Uma faxineira, que mais parecia um
índio de madeira (incluindo o silêncio), vinha semanalmente espalhar a poeira
da casa e preparar as porções do arroz-Highlander. Porém, isto não é desculpa
para uma dieta ruim, a questão é que entre as tranqueiras que um nugget pode
levar dentro de si deve haver algo ali ia que corroía meus neurônios aos
poucos, fazendo com que eu sofresse de uma esquizofrenia galinácea, tanto que a
noite, ao ser indagado por minha mãe o que almoçara, tratava logo de cacarejar:
– Hoje fui de Peixe ao Scalope…
Aprendi na TV, vendo um cozinheiro preparar…
Ela, cansada, passava até o quarto
comentando que aquilo era muito bom, sem contar que eu parecia fazer milagres
com o dinheiro que sempre ficava na cômoda para uma eventual emergência.

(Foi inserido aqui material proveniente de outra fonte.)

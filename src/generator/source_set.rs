//! The engine and testbed source sets

use std::fmt;
use std::path::{Path, PathBuf};

use crate::discovery::find_source_files;
use crate::error::DiscoveryResult;
use crate::generator::command::CommandBuilder;
use crate::generator::config::GeneratorConfig;
use crate::generator::record::CompileRecord;

const ENGINE_SUFFIXES: &[&str] = &[".c", ".m"];
const TESTBED_SUFFIXES: &[&str] = &[".c"];

/// Which module a source set builds
#[derive(Debug, Clone, Copy, PartialEq, Eq)]
pub enum SourceSetKind {
    /// Shared library
    Engine,
    /// Executable linking against the engine
    Testbed,
}

impl fmt::Display for SourceSetKind {
    fn fmt(&self, f: &mut fmt::Formatter<'_>) -> fmt::Result {
        match self {
            SourceSetKind::Engine => write!(f, "engine"),
            SourceSetKind::Testbed => write!(f, "testbed"),
        }
    }
}

/// A source tree paired with the command template used for each of its files
#[derive(Debug, Clone, PartialEq)]
pub struct SourceSet {
    pub kind: SourceSetKind,
    /// Directory walked for sources
    pub base_dir: PathBuf,
    /// Accepted file name suffixes
    pub suffixes: &'static [&'static str],
    /// Working directory recorded for each entry
    pub directory: PathBuf,
    pub template: CommandBuilder,
}

impl SourceSet {
    /// Engine dynamic library: `.c` and `.m` under `engine/src`, run from the project root
    pub fn engine(config: &GeneratorConfig) -> Self {
        let template = CommandBuilder::new(config.compiler.as_str())
            .args(["-g", "-fdeclspec", "-fPIC", "-dynamiclib"])
            .args(["-install_name", "@rpath/libengine.dylib"])
            .define("_DEBUG")
            .define("KEXPORT")
            .include("src")
            .include(&config.sdk_include)
            .link("vulkan")
            .link("objc")
            .framework("AppKit")
            .framework("QuartzCore")
            .arg("-c");

        Self {
            kind: SourceSetKind::Engine,
            base_dir: config.engine_dir().join("src"),
            suffixes: ENGINE_SUFFIXES,
            directory: config.project_root.clone(),
            template,
        }
    }

    /// Testbed executable: `.c` under `testbed/src`, run from `testbed/`
    pub fn testbed(config: &GeneratorConfig) -> Self {
        let template = CommandBuilder::new(config.compiler.as_str())
            .args(["-g", "-fdeclspec", "-fPIC"])
            .define("_DEBUG")
            .define("KIMPORT")
            .include("src")
            .include("../engine/src/")
            .library_path("../bin")
            .link("engine")
            .arg("-Wl,-rpath,@executable_path")
            .arg("-c");

        Self {
            kind: SourceSetKind::Testbed,
            base_dir: config.testbed_dir().join("src"),
            suffixes: TESTBED_SUFFIXES,
            directory: config.testbed_dir(),
            template,
        }
    }

    /// Both source sets, engine first
    pub fn all(config: &GeneratorConfig) -> Vec<Self> {
        vec![Self::engine(config), Self::testbed(config)]
    }

    /// Build the entry for one source file
    pub fn record_for(&self, file: &Path) -> CompileRecord {
        CompileRecord {
            directory: self.directory.to_string_lossy().into_owned(),
            command: self.template.build_for(file),
            file: file.to_string_lossy().into_owned(),
        }
    }

    /// Discover this set's sources and build an entry for each
    pub fn collect_records(&self) -> DiscoveryResult<Vec<CompileRecord>> {
        let files = find_source_files(&self.base_dir, self.suffixes)?;
        tracing::debug!(set = %self.kind, files = files.len(), "synthesizing commands");

        Ok(files.iter().map(|file| self.record_for(file)).collect())
    }
}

Não lembro quando comecei a
desenvolver a técnica de mentir para mim mesmo, sei que aquilo foi tão natural
quanto ir dormir com uma vela acesa em cima do sofá e não acordar mais. Consigo
apenas me ver, em frente a antiga Semp Toshiba, feito um samurai no alto de uma
montanha treinando ao pôr do sol meus golpes, sincronizando o que via na tela
com o que restava no prato, embarcando num spaghetti al pesto tendo a boca
pequenos pedaços de botinas, pés de galinha e conservantes. Após o banquete,
mudava de canal e saboreava os desenhos, o Chapolin e até aquele seriado
Blossom, tudo sem culpa. Sequer notava quando os deuses, ou a Palmirinha
Onofre, reprisavam o episódio do Pica-Pau faminto onde ele devorava até as
folhas do calendário.
Algum ingrediente alucinógeno deve
brotar da mistura de exemplares da Revista Hermes® triturados com meia dúzia de
miúdos de frango aliados aquela realidade virtual, pois cheguei ao cúmulo de numa
tarde treinar o meu discurso na sede da ONU relatando a descoberta da cura para
a fome no mundo. Meus antolhos caíram no dia em que desmaiei na quadra do
colégio e ainda delirando falei para a enfermeira do posto de saúde:
– Hum, muito bom esse camarão com
queijo roquefort, foi a senhora que fez?
– Menino, você tá tomando soro na
veia…
De sobremesa recebi a intimação de
minha mãe para todos os dias ir até o seu trabalho e almoçar sob sua
supervisão. Após um prato com feijão, verdura e carne de verdade finalmente
recobrei a consciência.
E só então lembrei
que meus pais eram donos de um restaurante.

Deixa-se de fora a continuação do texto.